I am not an expert in this area and I am just translating material about French inheritance laws that I've found on French Wikipedia.
Under French law, your surviving spouse and your children, legitimate or illegitimate, from whatever marriage, cannot be disinherited — they have a status called « réservataire » when it comes to your estate. Each child has a right to inherit an equal part of your estate. Your surviving spouse can elect to take either a lifetime right to the whole estate, or to take outright ownership of a one-quarter share.
If you leave behind descendents when you die, those descendents take precedence over any other family members. If are survived by children, they divide up the inheritance in equal shares. However, if the one of your children has died before you die, any children of that child (your grandchildren) will inherit your deceased child's share.
If you have no descendents when you die, the inheritance will go to your other family members including ascendents (parents or grandparents) or collateral relatives (siblings, aunts and uncles, cousins).
If you are survived by your parents and/or siblings but no descendents, your mother and father each inherit one quarter of your estate and the remaining half goes to your siblings, each getting an equal share.If one of your parents is deceased, his or her one-quarter share is given to your siblings. If both your parents are deceased, the entirety of your estate is inherited by your siblings.
If you are not survived by your parents or any siblings, your estate is inherited by your surviving aunts, uncles, and cousins. One half of the estate goes to surviving relatives representing your maternal line and one half goes to those representing your paternal line. If all the relatives in one line or the other are deceased, the inheritance goes in its entirety to the surviving relatives of the other line.
As for your parents, siblings, aunts, uncles, and cousins, they can all be "disinherited" by drawing up a last will and testament that designates your surviving spouse as your sole heir. This is called a « donation entre époux » and has by law to be set up by a notaire in France.
Starting in August 2015, French inheritance laws will no longer be "unilateral". In other words, the inheritance rules and laws that apply in an individual's case will be those of the country where the death occurred. The law will apply to real property and all other assets.
There is also a provision explaining that your last place is residence is the criterion on which the decision about the laws regarding your estate is based, but that's not at all clear to me. What if my place of legal residence is in Saint-Aignan but I happen to die in an accident while I'm visiting my family in the U.S.? What inheritance laws would apply? Does having dual nationality play any role in all of this?
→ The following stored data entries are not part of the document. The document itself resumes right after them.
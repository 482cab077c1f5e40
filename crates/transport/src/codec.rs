//! Reader and writer halves that turn a byte stream into framed units.

use async_trait::async_trait;
use bytes::BytesMut;
use tokio::io::{AsyncRead, AsyncReadExt, AsyncWrite, AsyncWriteExt};

use crate::frame::{Frame, FrameType, MAX_PAYLOAD_SIZE};
use crate::{FrameSink, FrameSource, TransportError};

const READ_CHUNK: usize = 8 * 1024;

/// How units are delimited on the byte stream.
#[derive(Debug, Clone, Copy, PartialEq, Eq, Default)]
pub enum Framing {
    /// One JSON document per `\n`-terminated line.
    #[default]
    Lines,
    /// Length-prefixed [`Frame`]s.
    Binary,
}

impl Framing {
    /// Pull one unit off the front of `buf`, if a complete one is buffered.
    ///
    /// `scanned` counts leading bytes of `buf` already known to hold no
    /// newline, so a long line arriving in many reads is searched once.
    fn decode(
        &self,
        buf: &mut BytesMut,
        scanned: &mut usize,
    ) -> Result<Option<Frame>, TransportError> {
        match self {
            Framing::Binary => Frame::decode(buf),
            Framing::Lines => loop {
                let Some(offset) = buf[*scanned..].iter().position(|b| *b == b'\n') else {
                    *scanned = buf.len();
                    if buf.len() > MAX_PAYLOAD_SIZE {
                        return Err(TransportError::Malformed(format!(
                            "line exceeds {} bytes",
                            MAX_PAYLOAD_SIZE
                        )));
                    }
                    return Ok(None);
                };
                let pos = *scanned + offset;
                *scanned = 0;
                let line = buf.split_to(pos + 1);
                if let Some(frame) = line_frame(&line[..pos])? {
                    return Ok(Some(frame));
                }
            },
        }
    }
}

/// Blank lines are keep-alives and carry no unit.
fn line_frame(line: &[u8]) -> Result<Option<Frame>, TransportError> {
    let line = line.strip_suffix(b"\r").unwrap_or(line);
    let text = std::str::from_utf8(line)
        .map_err(|e| TransportError::Malformed(format!("line is not valid UTF-8: {}", e)))?;
    if text.trim().is_empty() {
        return Ok(None);
    }
    Ok(Some(Frame::data(line.to_vec())))
}

/// Buffers partial reads until a whole unit is available.
pub struct FrameReader<R> {
    reader: R,
    buf: BytesMut,
    /// Prefix of `buf` searched for a line end without finding one
    scanned: usize,
    framing: Framing,
    done: bool,
}

impl<R> std::fmt::Debug for FrameReader<R> {
    fn fmt(&self, f: &mut std::fmt::Formatter<'_>) -> std::fmt::Result {
        f.debug_struct("FrameReader")
            .field("framing", &self.framing)
            .field("buffered", &self.buf.len())
            .field("done", &self.done)
            .finish_non_exhaustive()
    }
}

impl<R: AsyncRead + Unpin + Send> FrameReader<R> {
    pub fn new(reader: R, framing: Framing) -> Self {
        Self {
            reader,
            buf: BytesMut::with_capacity(READ_CHUNK),
            scanned: 0,
            framing,
            done: false,
        }
    }

    /// Read the next complete frame; `Ok(None)` on a clean end of stream.
    pub async fn read_frame(&mut self) -> Result<Option<Frame>, TransportError> {
        if self.done {
            return Ok(None);
        }
        loop {
            if let Some(frame) = self.framing.decode(&mut self.buf, &mut self.scanned)? {
                return Ok(Some(frame));
            }
            self.buf.reserve(READ_CHUNK);
            let n = self.reader.read_buf(&mut self.buf).await?;
            if n > 0 {
                continue;
            }
            self.done = true;
            if self.buf.is_empty() {
                return Ok(None);
            }
            return match self.framing {
                // An unterminated final line is still one unit.
                Framing::Lines => {
                    let rest = self.buf.split();
                    line_frame(&rest)
                }
                Framing::Binary => Err(TransportError::Malformed(format!(
                    "truncated frame: {} bytes left at end of stream",
                    self.buf.len()
                ))),
            };
        }
    }
}

#[async_trait]
impl<R: AsyncRead + Unpin + Send> FrameSource for FrameReader<R> {
    async fn recv(&mut self) -> Result<Option<Vec<u8>>, TransportError> {
        loop {
            let Some(frame) = self.read_frame().await? else {
                return Ok(None);
            };
            match frame.frame_type {
                FrameType::Data => return Ok(Some(frame.payload)),
                FrameType::Heartbeat | FrameType::Control => {
                    tracing::trace!(frame_type = ?frame.frame_type, "Skipping non-data frame");
                }
                FrameType::Close => {
                    self.done = true;
                    return Ok(None);
                }
                FrameType::Error => {
                    self.done = true;
                    return Err(TransportError::Remote(
                        String::from_utf8_lossy(&frame.payload).into_owned(),
                    ));
                }
            }
        }
    }
}

/// Writes one unit at a time and flushes after each.
pub struct FrameWriter<W> {
    writer: W,
    framing: Framing,
    closed: bool,
}

impl<W> std::fmt::Debug for FrameWriter<W> {
    fn fmt(&self, f: &mut std::fmt::Formatter<'_>) -> std::fmt::Result {
        f.debug_struct("FrameWriter")
            .field("framing", &self.framing)
            .field("closed", &self.closed)
            .finish_non_exhaustive()
    }
}

impl<W: AsyncWrite + Unpin + Send> FrameWriter<W> {
    pub fn new(writer: W, framing: Framing) -> Self {
        Self {
            writer,
            framing,
            closed: false,
        }
    }

    pub async fn write_frame(&mut self, frame: &Frame) -> Result<(), TransportError> {
        if self.closed {
            return Err(TransportError::Closed);
        }
        let bytes = frame.encode()?;
        self.writer.write_all(&bytes).await?;
        self.writer.flush().await?;
        Ok(())
    }

    async fn write_line(&mut self, payload: &[u8]) -> Result<(), TransportError> {
        if self.closed {
            return Err(TransportError::Closed);
        }
        if payload.contains(&b'\n') {
            return Err(TransportError::Malformed(
                "payload contains a raw newline".to_string(),
            ));
        }
        if payload.len() > MAX_PAYLOAD_SIZE {
            return Err(TransportError::Malformed(format!(
                "payload too large: {} bytes (max {})",
                payload.len(),
                MAX_PAYLOAD_SIZE
            )));
        }
        let mut line = Vec::with_capacity(payload.len() + 1);
        line.extend_from_slice(payload);
        line.push(b'\n');
        self.writer.write_all(&line).await?;
        self.writer.flush().await?;
        Ok(())
    }
}

#[async_trait]
impl<W: AsyncWrite + Unpin + Send> FrameSink for FrameWriter<W> {
    async fn send(&mut self, payload: &[u8]) -> Result<(), TransportError> {
        match self.framing {
            Framing::Lines => self.write_line(payload).await,
            Framing::Binary => self.write_frame(&Frame::data(payload.to_vec())).await,
        }
    }

    async fn close(&mut self) -> Result<(), TransportError> {
        if self.closed {
            return Ok(());
        }
        if self.framing == Framing::Binary {
            self.write_frame(&Frame::close()).await?;
        }
        self.closed = true;
        self.writer.shutdown().await?;
        Ok(())
    }
}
In France, when you inherit you inherit property and assets you also inherit the deceased's debts. Because of that fact, nobody can be required to accept an inheritance. If your deceased parent's debts amount to more than the value of the estate you would inherit, you can simply refuse the inheritance.
None of this deals with the issue of inheritance taxes, which are higher as your relation to the deceased is more distant. The surviving spouse and children inherit tax-free, I believe, but all other relatives pay significant inheritance taxes — up to 60% or more of the value of the property inherited. I'll have to look more into those issues. (See this post for more information.)
I think that all this is very interesting and that it might be helpful to you who now live in France or are thinking about moving here and buying property.